Task to carry out:
Your task is to copy the stretch of lines in the records below that begins with the line containing "(Some(a), Some(b)) =>" and ends with the line containing "Number of comments", exactly as written, with nothing added.

Data under study:
-------------------------

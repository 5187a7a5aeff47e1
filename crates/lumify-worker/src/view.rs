//! UI-side reconciliation of `storeObjectsUpdated`
//!
//! Views hold a copy of the entity they display and swap it out when an
//! update carries the same id. Comment threads are rebuilt from the
//! refreshed property list.

use lumify_store::{Entity, MainMessage, ObjectsUpdated, PropertyValue};
use serde_json::Value;
use std::cmp::Ordering;

/// Property name of comment entries
pub const COMMENT_PROPERTY: &str = "http://lumify.io/comment#entry";
/// Metadata key of the creation timestamp
pub const CREATE_DATE: &str = "http://lumify.io#createDate";
/// Metadata key of the last modification timestamp
pub const MODIFIED_DATE: &str = "http://lumify.io#modifiedDate";
/// Metadata key of the last author
pub const MODIFIED_BY: &str = "http://lumify.io#modifiedBy";
/// Metadata key of the visibility descriptor
pub const VISIBILITY_JSON: &str = "http://lumify.io#visibilityJson";

/// Entity currently shown by a view
#[derive(Debug, Clone, PartialEq)]
pub struct TrackedObject {
    entity: Entity,
}

impl TrackedObject {
    /// Track an entity
    #[must_use]
    pub fn new(entity: impl Into<Entity>) -> Self {
        Self {
            entity: entity.into(),
        }
    }

    /// Displayed entity
    #[inline]
    #[must_use]
    pub fn entity(&self) -> &Entity {
        &self.entity
    }

    /// Replace the entity with its copy in `update`, if present
    ///
    /// Only entities of the same kind are considered. Returns whether the
    /// displayed value changed.
    pub fn apply(&mut self, update: &ObjectsUpdated) -> bool {
        let replacement = match &self.entity {
            Entity::Vertex(current) => update
                .vertices
                .iter()
                .flatten()
                .find(|v| v.id == current.id)
                .map(|v| Entity::Vertex(v.clone())),
            Entity::Edge(current) => update
                .edges
                .iter()
                .flatten()
                .find(|e| e.id == current.id)
                .map(|e| Entity::Edge(e.clone())),
        };

        match replacement {
            Some(entity) if entity != self.entity => {
                tracing::trace!(id = entity.id(), "view refreshed");
                self.entity = entity;
                true
            }
            _ => false,
        }
    }

    /// Apply a worker message, ignoring anything but `storeObjectsUpdated`
    pub fn apply_message(&mut self, message: &MainMessage) -> bool {
        match message {
            MainMessage::StoreObjectsUpdated(update) => self.apply(update),
            _ => false,
        }
    }

    /// Comments on the displayed entity
    #[must_use]
    pub fn comments(&self) -> CommentThread {
        match &self.entity {
            Entity::Vertex(vertex) => CommentThread::from_properties(&vertex.properties),
            Entity::Edge(edge) => edge
                .extra
                .get("properties")
                .and_then(|raw| serde_json::from_value::<Vec<PropertyValue>>(raw.clone()).ok())
                .map(|properties| CommentThread::from_properties(&properties))
                .unwrap_or_default(),
        }
    }
}

/// One comment entry
#[derive(Debug, Clone, PartialEq)]
pub struct Comment {
    /// Comment text
    pub text: String,
    /// Property key distinguishing comments on one entity
    pub key: Option<String>,
    /// Last author
    pub author: Option<String>,
    /// Creation time, epoch millis
    pub created: Option<i64>,
    /// Last modification time, epoch millis
    pub modified: Option<i64>,
    /// Visibility descriptor
    pub visibility: Option<Value>,
}

impl Comment {
    fn from_property(property: &PropertyValue) -> Self {
        let text = match property.value() {
            Some(Value::String(s)) => s.clone(),
            None | Some(Value::Null) => String::new(),
            Some(other) => other.to_string(),
        };
        Self {
            text,
            key: property.key().map(str::to_string),
            author: property
                .metadata(MODIFIED_BY)
                .and_then(Value::as_str)
                .map(str::to_string),
            created: property.metadata(CREATE_DATE).and_then(Value::as_i64),
            modified: property.metadata(MODIFIED_DATE).and_then(Value::as_i64),
            visibility: property.metadata(VISIBILITY_JSON).cloned(),
        }
    }

    /// Whether the comment changed after creation
    #[must_use]
    pub fn edited(&self) -> bool {
        self.created != self.modified
    }
}

/// Comments of one entity, oldest first
#[derive(Debug, Clone, Default, PartialEq)]
pub struct CommentThread {
    comments: Vec<Comment>,
}

impl CommentThread {
    /// Collect comment entries from a property list
    ///
    /// Entries without a creation date sort last, in property order.
    #[must_use]
    pub fn from_properties(properties: &[PropertyValue]) -> Self {
        let mut comments: Vec<Comment> = properties
            .iter()
            .filter(|p| p.name() == Some(COMMENT_PROPERTY))
            .map(Comment::from_property)
            .collect();
        comments.sort_by(|a, b| match (a.created, b.created) {
            (Some(a), Some(b)) => a.cmp(&b),
            (Some(_), None) => Ordering::Less,
            (None, Some(_)) => Ordering::Greater,
            (None, None) => Ordering::Equal,
        });
        Self { comments }
    }

    /// Comments, oldest first
    #[inline]
    #[must_use]
    pub fn comments(&self) -> &[Comment] {
        &self.comments
    }

    /// Number of comments
    #[inline]
    #[must_use]
    pub fn len(&self) -> usize {
        self.comments.len()
    }

    /// Check if there are no comments
    #[inline]
    #[must_use]
    pub fn is_empty(&self) -> bool {
        self.comments.is_empty()
    }

    /// Iterate comments, oldest first
    pub fn iter(&self) -> std::slice::Iter<'_, Comment> {
        self.comments.iter()
    }
}

impl<'a> IntoIterator for &'a CommentThread {
    type Item = &'a Comment;
    type IntoIter = std::slice::Iter<'a, Comment>;

    fn into_iter(self) -> Self::IntoIter {
        self.comments.iter()
    }
}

-------------------------

Completed task:
            (Some(a), Some(b)) => a.cmp(&b),
            (Some(_), None) => Ordering::Less,
            (None, Some(_)) => Ordering::Greater,
            (None, None) => Ordering::Equal,
        });
        Self { comments }
    }

    /// Comments, oldest first
    #[inline]
    #[must_use]
    pub fn comments(&self) -> &[Comment] {
        &self.comments
    }

    /// Number of comments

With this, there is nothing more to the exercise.